START RECORD EXCERPTS
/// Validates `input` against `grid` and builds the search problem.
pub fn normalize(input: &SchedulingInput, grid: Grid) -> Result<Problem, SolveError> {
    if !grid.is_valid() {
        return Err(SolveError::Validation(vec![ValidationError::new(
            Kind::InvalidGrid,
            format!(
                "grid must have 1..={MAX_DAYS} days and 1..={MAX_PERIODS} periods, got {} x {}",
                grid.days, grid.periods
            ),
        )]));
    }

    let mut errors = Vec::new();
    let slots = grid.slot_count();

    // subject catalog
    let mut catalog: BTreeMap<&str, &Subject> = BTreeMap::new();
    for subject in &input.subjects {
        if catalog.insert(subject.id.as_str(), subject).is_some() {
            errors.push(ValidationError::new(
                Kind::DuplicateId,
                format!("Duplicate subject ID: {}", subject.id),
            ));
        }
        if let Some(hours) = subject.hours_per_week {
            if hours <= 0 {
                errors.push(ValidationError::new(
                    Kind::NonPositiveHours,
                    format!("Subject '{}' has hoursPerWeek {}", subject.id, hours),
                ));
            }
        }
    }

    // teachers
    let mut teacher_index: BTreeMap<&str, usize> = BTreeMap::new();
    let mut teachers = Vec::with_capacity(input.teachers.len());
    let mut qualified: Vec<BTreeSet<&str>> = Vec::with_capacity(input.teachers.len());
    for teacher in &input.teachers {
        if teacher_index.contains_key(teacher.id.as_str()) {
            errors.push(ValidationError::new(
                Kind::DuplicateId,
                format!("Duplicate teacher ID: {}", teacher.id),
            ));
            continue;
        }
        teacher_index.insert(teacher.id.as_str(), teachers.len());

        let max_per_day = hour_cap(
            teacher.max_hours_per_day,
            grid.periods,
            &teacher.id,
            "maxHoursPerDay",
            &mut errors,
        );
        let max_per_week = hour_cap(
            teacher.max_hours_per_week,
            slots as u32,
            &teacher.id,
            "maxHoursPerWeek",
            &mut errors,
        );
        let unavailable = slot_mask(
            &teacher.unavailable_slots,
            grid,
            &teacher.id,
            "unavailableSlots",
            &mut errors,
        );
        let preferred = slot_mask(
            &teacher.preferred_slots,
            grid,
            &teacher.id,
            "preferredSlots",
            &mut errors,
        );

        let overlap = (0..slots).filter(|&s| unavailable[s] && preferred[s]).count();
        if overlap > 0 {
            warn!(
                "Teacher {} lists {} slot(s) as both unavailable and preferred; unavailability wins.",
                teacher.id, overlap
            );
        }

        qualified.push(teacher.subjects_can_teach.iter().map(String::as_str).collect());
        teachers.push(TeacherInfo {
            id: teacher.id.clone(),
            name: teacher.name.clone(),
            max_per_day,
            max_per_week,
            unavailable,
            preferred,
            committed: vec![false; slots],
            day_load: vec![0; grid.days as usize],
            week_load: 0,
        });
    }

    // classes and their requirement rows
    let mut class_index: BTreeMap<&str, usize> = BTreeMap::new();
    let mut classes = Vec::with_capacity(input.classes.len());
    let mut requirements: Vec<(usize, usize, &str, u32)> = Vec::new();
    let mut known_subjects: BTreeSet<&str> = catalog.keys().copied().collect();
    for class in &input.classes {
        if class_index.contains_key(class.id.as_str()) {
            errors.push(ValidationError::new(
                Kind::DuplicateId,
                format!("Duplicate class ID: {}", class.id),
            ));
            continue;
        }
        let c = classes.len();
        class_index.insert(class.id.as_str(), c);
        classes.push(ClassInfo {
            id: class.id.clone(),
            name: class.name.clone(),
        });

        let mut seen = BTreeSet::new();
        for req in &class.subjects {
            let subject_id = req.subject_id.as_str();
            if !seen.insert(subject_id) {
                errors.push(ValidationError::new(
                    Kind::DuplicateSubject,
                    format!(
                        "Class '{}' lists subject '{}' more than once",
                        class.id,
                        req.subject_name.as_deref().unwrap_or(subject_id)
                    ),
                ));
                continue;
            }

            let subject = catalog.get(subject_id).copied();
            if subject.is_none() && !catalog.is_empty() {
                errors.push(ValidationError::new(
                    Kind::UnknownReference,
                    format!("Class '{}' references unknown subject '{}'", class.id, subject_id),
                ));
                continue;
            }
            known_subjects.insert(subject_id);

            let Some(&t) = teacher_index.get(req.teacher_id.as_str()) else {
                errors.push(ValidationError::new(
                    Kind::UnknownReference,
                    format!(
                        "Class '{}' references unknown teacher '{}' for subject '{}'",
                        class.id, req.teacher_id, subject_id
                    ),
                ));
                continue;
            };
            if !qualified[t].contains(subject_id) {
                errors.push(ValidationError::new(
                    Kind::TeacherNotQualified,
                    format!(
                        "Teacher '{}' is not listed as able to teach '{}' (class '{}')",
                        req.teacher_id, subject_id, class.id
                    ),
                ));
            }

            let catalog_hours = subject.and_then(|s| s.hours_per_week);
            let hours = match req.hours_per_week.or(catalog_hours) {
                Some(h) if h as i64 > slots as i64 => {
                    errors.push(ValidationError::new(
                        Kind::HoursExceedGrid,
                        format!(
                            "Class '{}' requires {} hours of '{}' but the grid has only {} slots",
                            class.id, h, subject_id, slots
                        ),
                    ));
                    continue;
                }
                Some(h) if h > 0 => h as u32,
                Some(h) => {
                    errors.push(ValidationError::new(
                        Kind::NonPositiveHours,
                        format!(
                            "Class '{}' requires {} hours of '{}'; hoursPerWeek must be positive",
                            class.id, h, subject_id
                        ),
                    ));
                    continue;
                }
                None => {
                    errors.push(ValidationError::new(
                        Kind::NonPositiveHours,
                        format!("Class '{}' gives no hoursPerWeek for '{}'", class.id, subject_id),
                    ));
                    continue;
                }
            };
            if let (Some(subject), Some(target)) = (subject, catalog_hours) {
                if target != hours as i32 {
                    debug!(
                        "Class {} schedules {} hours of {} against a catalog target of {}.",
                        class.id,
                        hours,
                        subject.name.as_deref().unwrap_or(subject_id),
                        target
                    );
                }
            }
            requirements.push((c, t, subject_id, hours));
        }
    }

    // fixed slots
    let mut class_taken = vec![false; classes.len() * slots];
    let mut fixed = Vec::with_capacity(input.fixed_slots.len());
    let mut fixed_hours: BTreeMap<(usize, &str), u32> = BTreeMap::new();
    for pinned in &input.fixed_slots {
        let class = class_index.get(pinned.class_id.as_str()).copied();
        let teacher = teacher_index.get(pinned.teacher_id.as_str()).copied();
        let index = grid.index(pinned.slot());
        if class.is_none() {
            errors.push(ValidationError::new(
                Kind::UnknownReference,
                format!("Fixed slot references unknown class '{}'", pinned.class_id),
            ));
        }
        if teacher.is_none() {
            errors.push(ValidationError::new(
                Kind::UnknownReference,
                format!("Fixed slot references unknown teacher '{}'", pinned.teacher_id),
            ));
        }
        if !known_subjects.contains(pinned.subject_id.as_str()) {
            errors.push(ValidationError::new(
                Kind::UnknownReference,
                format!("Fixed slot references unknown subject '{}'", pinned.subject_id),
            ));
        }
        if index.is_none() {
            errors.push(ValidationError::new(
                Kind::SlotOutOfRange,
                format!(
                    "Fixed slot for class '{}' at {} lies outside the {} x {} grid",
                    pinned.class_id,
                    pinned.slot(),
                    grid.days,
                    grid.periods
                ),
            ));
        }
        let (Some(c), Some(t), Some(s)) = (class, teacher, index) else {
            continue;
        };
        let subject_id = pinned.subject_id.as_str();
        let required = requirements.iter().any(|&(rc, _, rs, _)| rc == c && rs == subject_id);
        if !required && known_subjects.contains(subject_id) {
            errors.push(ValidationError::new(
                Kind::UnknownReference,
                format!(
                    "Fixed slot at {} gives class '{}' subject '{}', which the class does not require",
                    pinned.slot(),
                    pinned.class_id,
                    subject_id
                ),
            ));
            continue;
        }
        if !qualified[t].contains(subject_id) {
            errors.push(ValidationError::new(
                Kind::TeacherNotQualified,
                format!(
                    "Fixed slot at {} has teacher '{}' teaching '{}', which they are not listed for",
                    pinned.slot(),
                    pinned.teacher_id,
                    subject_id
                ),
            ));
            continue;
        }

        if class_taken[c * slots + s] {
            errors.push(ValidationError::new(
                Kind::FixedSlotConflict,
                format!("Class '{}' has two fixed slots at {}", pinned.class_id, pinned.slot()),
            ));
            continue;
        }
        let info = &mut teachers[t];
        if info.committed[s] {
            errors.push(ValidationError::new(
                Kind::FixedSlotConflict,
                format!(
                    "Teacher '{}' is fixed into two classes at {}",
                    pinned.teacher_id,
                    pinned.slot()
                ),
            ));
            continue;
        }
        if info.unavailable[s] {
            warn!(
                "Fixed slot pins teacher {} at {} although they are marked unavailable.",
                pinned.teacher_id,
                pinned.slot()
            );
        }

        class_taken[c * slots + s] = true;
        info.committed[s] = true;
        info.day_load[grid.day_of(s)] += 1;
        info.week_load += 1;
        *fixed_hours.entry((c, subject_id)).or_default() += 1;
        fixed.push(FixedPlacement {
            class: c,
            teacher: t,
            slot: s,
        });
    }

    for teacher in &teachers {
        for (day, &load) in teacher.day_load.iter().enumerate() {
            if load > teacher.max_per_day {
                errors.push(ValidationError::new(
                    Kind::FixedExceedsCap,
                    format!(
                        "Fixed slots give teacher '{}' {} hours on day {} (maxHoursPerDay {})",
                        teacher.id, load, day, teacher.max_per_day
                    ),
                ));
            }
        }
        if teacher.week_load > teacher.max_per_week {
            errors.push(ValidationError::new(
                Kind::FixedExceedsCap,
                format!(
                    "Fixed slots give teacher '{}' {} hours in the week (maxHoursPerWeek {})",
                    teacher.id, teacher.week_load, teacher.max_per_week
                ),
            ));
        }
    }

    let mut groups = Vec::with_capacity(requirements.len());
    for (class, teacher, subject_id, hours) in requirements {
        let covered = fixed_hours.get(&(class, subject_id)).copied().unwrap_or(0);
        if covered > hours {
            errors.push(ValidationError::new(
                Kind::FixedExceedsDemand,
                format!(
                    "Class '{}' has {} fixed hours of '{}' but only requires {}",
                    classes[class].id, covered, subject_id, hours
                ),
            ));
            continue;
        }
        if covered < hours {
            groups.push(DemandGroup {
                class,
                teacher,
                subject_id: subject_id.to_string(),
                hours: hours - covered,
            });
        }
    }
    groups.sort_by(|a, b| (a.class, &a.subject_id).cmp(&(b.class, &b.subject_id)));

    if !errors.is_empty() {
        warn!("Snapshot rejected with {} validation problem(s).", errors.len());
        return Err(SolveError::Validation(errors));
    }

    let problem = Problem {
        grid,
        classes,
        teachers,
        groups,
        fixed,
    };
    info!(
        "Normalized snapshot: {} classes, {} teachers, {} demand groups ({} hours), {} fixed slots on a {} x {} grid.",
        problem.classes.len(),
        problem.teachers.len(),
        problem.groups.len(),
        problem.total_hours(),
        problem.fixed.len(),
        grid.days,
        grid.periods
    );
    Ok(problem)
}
END RECORD EXCERPTS
### TASK GOAL:
In the records, count every line that includes "insert" and give the count alone.

### THE ANSWER:
5